Swiss Grid Operations Meeting on 2021-02-11 at 15:00

Next meeting: 11 March 2021 at 14h00


Minutes:

Mauro summarizing various conversations that happened in the past month:

  • Monthly check point / Ops meeting / SLACK
    • meetings are for reporting summaries and checkpointing performance in order to flag possible deviations from the expected norm
    • encourage everybody to use the slack channel for daily operations

  • QUOVADIS:
    • WLCG took until Monday afternoon to send the right certificates. They sent wrong certificates over the w/e
    • Nick reminds that the contract CHIPP has with CSCS does not cover after hours and w/e

      [Clarification from Gianfranco]: WLCG has nothing to do with the certificate distribution. The corrected certificate distribution has been made preliminarly available by EGI/IGTF to the sites within a few hours from the incident on Friday. Please refer to the incident post-mortem circulated via e-mail for a full summary and a tmeline of the incident and response

  • Monitoring plots in Gianfranco summaries:
    • The red line is automatically drawn at 64k (CSCS) + 42 (Bern) = 106k
    • the numbers reported in the slides' text are computed from the average (from the plots) multiplied by #days

  • DPM:
    • (from last month Gianfranco's slides) Migration of CSCS ATLAS dCache to DPM still needs more discussion on what the best strategy is to achieve this. Mainly with ATLAS DDM
    • Nick: what is the timescale for the decision ?

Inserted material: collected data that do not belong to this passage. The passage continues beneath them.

use std::io;
use std::sync::mpsc::{self, Receiver, RecvTimeoutError, Sender};
use std::sync::Arc;
use std::time::Duration;

use crossterm::event::{self, Event as CtEvent, KeyEvent};
use log::{debug, warn};

use crate::error::{StoreError, WordSourceError};
use crate::leaderboard::{LeaderboardEntry, LeaderboardStore, LEADERBOARD_SIZE};
use crate::session::{RefreshTicket, SubmitTicket};
use crate::words::{WordPair, WordSource};

/// Runner tick interval
pub const TICK_RATE_MS: u64 = 100;

/// Unified event type consumed by the app
#[derive(Debug)]
pub enum AppEvent {
    Key(KeyEvent),
    Resize,
    Tick,
    /// The terminal reader stopped; nothing more will arrive from the user
    InputClosed,
    WordsLoaded(Result<Vec<WordPair>, WordSourceError>),
    LeaderboardLoaded {
        ticket: RefreshTicket,
        result: Result<Vec<LeaderboardEntry>, StoreError>,
    },
    ScoreSubmitted {
        ticket: SubmitTicket,
        result: Result<String, StoreError>,
    },
}

/// Source of terminal and background events
pub trait EventSource: Send + 'static {
    /// Block for up to `timeout` waiting for an event.
    /// Returns Ok(event) if an event arrives before the timeout, or Err(Timeout) if it expires.
    fn recv_timeout(&self, timeout: Duration) -> Result<AppEvent, RecvTimeoutError>;

    /// Handle for posting background results into the same stream
    fn sender(&self) -> Sender<AppEvent>;
}

/// Production event source using crossterm
pub struct CrosstermEventSource {
    tx: Sender<AppEvent>,
    rx: Receiver<AppEvent>,
}

impl CrosstermEventSource {
    pub fn new() -> Self {
        let (tx, rx) = mpsc::channel();
        let key_tx = tx.clone();

        std::thread::spawn(move || forward_terminal_events(event::read, key_tx));

        Self { tx, rx }
    }
}

/// Forwards terminal events until the reader fails or the receiver is
/// gone. A read failure is reported as `InputClosed`.
fn forward_terminal_events<R>(mut read: R, tx: Sender<AppEvent>)
where
    R: FnMut() -> io::Result<CtEvent>,
{
    loop {
        let ev = match read() {
            Ok(CtEvent::Key(key)) => AppEvent::Key(key),
            Ok(CtEvent::Resize(_, _)) => AppEvent::Resize,
            Ok(_) => continue,
            Err(e) => {
                warn!("terminal input closed: {e}");
                let _ = tx.send(AppEvent::InputClosed);
                return;
            }
        };
        if tx.send(ev).is_err() {
            return;
        }
    }
}

impl Default for CrosstermEventSource {
    fn default() -> Self {
        Self::new()
    }
}

impl EventSource for CrosstermEventSource {
    fn recv_timeout(&self, timeout: Duration) -> Result<AppEvent, RecvTimeoutError> {
        self.rx.recv_timeout(timeout)
    }

    fn sender(&self) -> Sender<AppEvent> {
        self.tx.clone()
    }
}

/// Channel-backed event source for tests
pub struct TestEventSource {
    tx: Sender<AppEvent>,
    rx: Receiver<AppEvent>,
}

impl TestEventSource {
    pub fn channel() -> (Sender<AppEvent>, Self) {
        let (tx, rx) = mpsc::channel();
        (tx.clone(), Self { tx, rx })
    }
}

impl EventSource for TestEventSource {
    fn recv_timeout(&self, timeout: Duration) -> Result<AppEvent, RecvTimeoutError> {
        self.rx.recv_timeout(timeout)
    }

    fn sender(&self) -> Sender<AppEvent> {
        self.tx.clone()
    }
}

/// Configurable ticker interface
pub trait Ticker: Send + Sync + 'static {
    fn interval(&self) -> Duration;
}

/// Fixed interval ticker
#[derive(Clone, Copy, Debug)]
pub struct FixedTicker {
    interval: Duration,
}

impl FixedTicker {
    pub fn new(interval: Duration) -> Self {
        Self { interval }
    }
}

impl Default for FixedTicker {
    fn default() -> Self {
        Self::new(Duration::from_millis(TICK_RATE_MS))
    }
}

impl Ticker for FixedTicker {
    fn interval(&self) -> Duration {
        self.interval
    }
}

/// Runner that advances the application one event/tick at a time
pub struct Runner<E: EventSource, T: Ticker> {
    event_source: E,
    ticker: T,
}

impl<E: EventSource, T: Ticker> Runner<E, T> {
    pub fn new(event_source: E, ticker: T) -> Self {
        Self {
            event_source,
            ticker,
        }
    }

    /// Blocks up to tick interval and returns the next event, or Tick on timeout
    pub fn step(&self) -> AppEvent {
        match self.event_source.recv_timeout(self.ticker.interval()) {
            Ok(ev) => ev,
            Err(RecvTimeoutError::Timeout) => AppEvent::Tick,
            Err(RecvTimeoutError::Disconnected) => AppEvent::InputClosed,
        }
    }

    pub fn sender(&self) -> Sender<AppEvent> {
        self.event_source.sender()
    }
}

/// Whether background work runs on its own thread or right away
#[derive(Debug, Clone, Copy, PartialEq, Eq)]
pub enum JobMode {
    Threaded,
    Inline,
}

/// Runs word loads and store calls off the UI thread, posting results
/// back as events.
#[derive(Clone)]
pub struct Jobs {
    tx: Sender<AppEvent>,
    store: Option<Arc<dyn LeaderboardStore>>,
    mode: JobMode,
}

impl Jobs {
    pub fn new(
        tx: Sender<AppEvent>,
        store: Option<Arc<dyn LeaderboardStore>>,
        mode: JobMode,
    ) -> Self {
        Self { tx, store, mode }
    }

    fn run<F>(&self, job: F)
    where
        F: FnOnce() -> AppEvent + Send + 'static,
    {
        match self.mode {
            JobMode::Inline => {
                let _ = self.tx.send(job());
            }
            JobMode::Threaded => {
                let tx = self.tx.clone();
                std::thread::spawn(move || {
                    if tx.send(job()).is_err() {
                        debug!("event loop gone, dropping job result");
                    }
                });
            }
        }
    }

    pub fn load_words(&self, source: Box<dyn WordSource>) {
        self.run(move || AppEvent::WordsLoaded(source.fetch()));
    }

    pub fn fetch_leaderboard(&self, ticket: RefreshTicket) {
        let store = self.store.clone();
        self.run(move || AppEvent::LeaderboardLoaded {
            ticket,
            result: match store {
                Some(store) => store.top_n(LEADERBOARD_SIZE),
                None => Err(StoreError::Unavailable("no leaderboard store".into())),
            },
        });
    }

    pub fn submit_score(&self, ticket: SubmitTicket) {
        let store = self.store.clone();
        self.run(move || {
            let result = match store {
                Some(store) => store.append(ticket.record()),
                None => Err(StoreError::Unavailable("no leaderboard store".into())),
            };
            AppEvent::ScoreSubmitted { ticket, result }
        });
    }
}
use std::time::{Duration, Instant};

/// How long the mismatch flash stays up after the latest rejected keystroke.
pub const ERROR_FLASH: Duration = Duration::from_millis(500);

const ONE_SECOND: Duration = Duration::from_secs(1);

/// Turns irregular runner steps into whole elapsed seconds.
///
/// The runner yields a tick every 100ms at best and keystrokes can delay
/// it, so the countdown is derived from wall time rather than from
/// counting ticks.
#[derive(Debug, Clone, Copy)]
pub struct SecondClock {
    last: Option<Instant>,
    carry: Duration,
}

impl SecondClock {
    pub fn new() -> Self {
        Self {
            last: None,
            carry: Duration::ZERO,
        }
    }

    pub fn start(&mut self, now: Instant) {
        self.last = Some(now);
        self.carry = Duration::ZERO;
    }

    pub fn stop(&mut self) {
        self.last = None;
        self.carry = Duration::ZERO;
    }

    pub fn is_running(&self) -> bool {
        self.last.is_some()
    }

    /// Number of whole seconds elapsed since the previous call.
    pub fn due(&mut self, now: Instant) -> u32 {
        let Some(last) = self.last else {
            return 0;
        };

        let mut elapsed = self.carry + now.saturating_duration_since(last);
        self.last = Some(now);

        let mut seconds = 0;
        while elapsed >= ONE_SECOND {
            elapsed -= ONE_SECOND;
            seconds += 1;
        }
        self.carry = elapsed;
        seconds
    }
}

impl Default for SecondClock {
    fn default() -> Self {
        Self::new()
    }
}

/// Transient error indicator. Raising it again re-arms the deadline.
#[derive(Debug, Clone, Copy, Default)]
pub struct ErrorFlash {
    deadline: Option<Instant>,
}

impl ErrorFlash {
    pub fn raise(&mut self, now: Instant) {
        self.deadline = Some(now + ERROR_FLASH);
    }

    pub fn is_raised(&self) -> bool {
        self.deadline.is_some()
    }

    /// Clears the flag once its deadline has passed. Returns true if it changed.
    pub fn expire(&mut self, now: Instant) -> bool {
        match self.deadline {
            Some(deadline) if now >= deadline => {
                self.deadline = None;
                true
            }
            _ => false,
        }
    }

    pub fn clear(&mut self) {
        self.deadline = None;
    }
}
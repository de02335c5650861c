use ratatui::{
    style::{Color, Modifier, Style},
    text::{Line, Span},
};

use crate::session::CharState;

pub fn char_style(state: CharState) -> Style {
    let bold = Style::default().add_modifier(Modifier::BOLD);
    match state {
        CharState::Correct => bold.fg(Color::Green),
        CharState::Incorrect => bold.fg(Color::Red).bg(Color::Rgb(80, 20, 20)),
        CharState::Pending => bold.fg(Color::DarkGray),
    }
}

/// Spaced-out word with per-character coloring
pub fn word_line(states: &[(char, CharState)]) -> Line<'static> {
    let mut spans = Vec::with_capacity(states.len() * 2);
    for (idx, (c, state)) in states.iter().enumerate() {
        if idx > 0 {
            spans.push(Span::raw(" "));
        }
        spans.push(Span::styled(c.to_string(), char_style(*state)));
    }
    Line::from(spans)
}
/// Splits a template name into `(path, format, handler)`.
///
/// Returns `None` if the name does not end in one of [`TEMPLATE_EXTENSIONS`]
/// or has nothing in front of the extension.
///
/// ```rust
/// use vitrine_render::template::{parse_template_name, Handler};
///
/// assert_eq!(
///     parse_template_name("posts/_post.html.jinja"),
///     Some(("posts/_post".to_string(), Some("html".to_string()), Handler::Jinja))
/// );
/// assert_eq!(
///     parse_template_name("layouts/app.tmpl"),
///     Some(("layouts/app".to_string(), None, Handler::Simple))
/// );
/// assert_eq!(parse_template_name("notes.txt"), None);
/// ```
pub fn parse_template_name(name_with_ext: &str) -> Option<(String, Option<String>, Handler)> {
    let ext = TEMPLATE_EXTENSIONS
        .iter()
        .find(|ext| name_with_ext.ends_with(*ext))?;
    let handler = Handler::from_extension(ext.trim_start_matches('.'))?;
    let stem = &name_with_ext[..name_with_ext.len() - ext.len()];

    let (dir, base) = match stem.rfind('/') {
        Some(pos) => (&stem[..=pos], &stem[pos + 1..]),
        None => ("", stem),
    };
    if base.is_empty() {
        return None;
    }

    match base.rfind('.') {
        Some(pos) if pos > 0 && pos + 1 < base.len() => Some((
            format!("{}{}", dir, &base[..pos]),
            Some(base[pos + 1..].to_string()),
            handler,
        )),
        _ => Some((stem.to_string(), None, handler)),
    }
}

fn extension_priority(name: &str) -> usize {
    TEMPLATE_EXTENSIONS
        .iter()
        .position(|ext| name.ends_with(ext))
        .unwrap_or(usize::MAX)
}

/// A template file discovered during directory walking.
///
/// For a file at `/app/views/posts/_post.html.jinja` with root `/app/views`:
///
/// ```rust,ignore
/// TemplateFile {
///     name_with_ext: "posts/_post.html.jinja".to_string(),
///     absolute_path: PathBuf::from("/app/views/posts/_post.html.jinja"),
///     source_dir: PathBuf::from("/app/views"),
/// }
/// ```
#[derive(Debug, Clone, PartialEq, Eq)]
pub struct TemplateFile {
    /// Name relative to the directory root, with extensions
    pub name_with_ext: String,
    /// Absolute path to the template file
    pub absolute_path: PathBuf,
    /// The template directory root this file belongs to
    pub source_dir: PathBuf,
}

impl TemplateFile {
    /// Creates a new template file descriptor.
    pub fn new(
        name_with_ext: impl Into<String>,
        absolute_path: impl Into<PathBuf>,
        source_dir: impl Into<PathBuf>,
    ) -> Self {
        Self {
            name_with_ext: name_with_ext.into(),
            absolute_path: absolute_path.into(),
            source_dir: source_dir.into(),
        }
    }

    /// Returns the extension priority (lower is higher priority).
    ///
    /// Returns `usize::MAX` if the extension is not recognized.
    pub fn extension_priority(&self) -> usize {
        extension_priority(&self.name_with_ext)
    }
}

/// How a template's content is stored or accessed.
#[derive(Debug, Clone, PartialEq, Eq)]
pub enum ResolvedTemplate {
    /// Template content stored directly in memory (inline or embedded).
    Inline(String),

    /// Template read from disk on demand, so edits show up after a cache clear.
    File(PathBuf),
}

/// One registered template source.
#[derive(Debug, Clone, PartialEq, Eq)]
pub struct TemplateEntry {
    /// Full name with extensions, e.g. `posts/_post.html.jinja`.
    pub identifier: String,
    /// Lookup path, e.g. `posts/_post`.
    pub path: String,
    /// Format segment, if the name carries one.
    pub format: Option<String>,
    /// Handler chosen by the extension.
    pub handler: Handler,
    /// Where the content lives.
    pub source: ResolvedTemplate,
    source_dir: Option<PathBuf>,
}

      [Added by Gianfranco]: we foresee a communication to CSCS by end of Q1 2121

  • Storage deployment :
    • CMS computing coordinator asked when the pledges for 2021 will be deployed
    • We will follow the usual 1st April schedule, but for storage depends on the hardware delivery

Nick:

  • Monthly numbers provided by Nick match the ones in Gianfranco's slides.
  • The cumulative over the year, is basically spot on pledges - the over-delivery of July/August compensating for the Sept/Jan under-delivery
  • CHIPP overall is still at 111%
  • EGI-SVG-2020-17013 has NOT been applied
    • “After the patch has been applied, the job discovery functionality for ldap+gridftp will be broken to some extent, but should keep working for ATLAS and CMS robot certificates.”
    • “Apart from this, the client tools will continue to fully work and other submission systems may be unaffected.”
    • This sounds like it will break workflows.
Nick comments on Gianfranco slides:

  • still unclear why ATLAS is sending jobs to the small CE for the past months ? This is now mitigated because they got merged

    [Comment by Gianfranco]: what is the "small CE"? ATLAS sends jobs to all CEs configured: arc04 and arc05. It has always been like this and is correct. The merging (that we have asked for) doesn't act as "mitigator" for anything, it results in improved operational efficiency for CSCS and ensures some level of service redundancy.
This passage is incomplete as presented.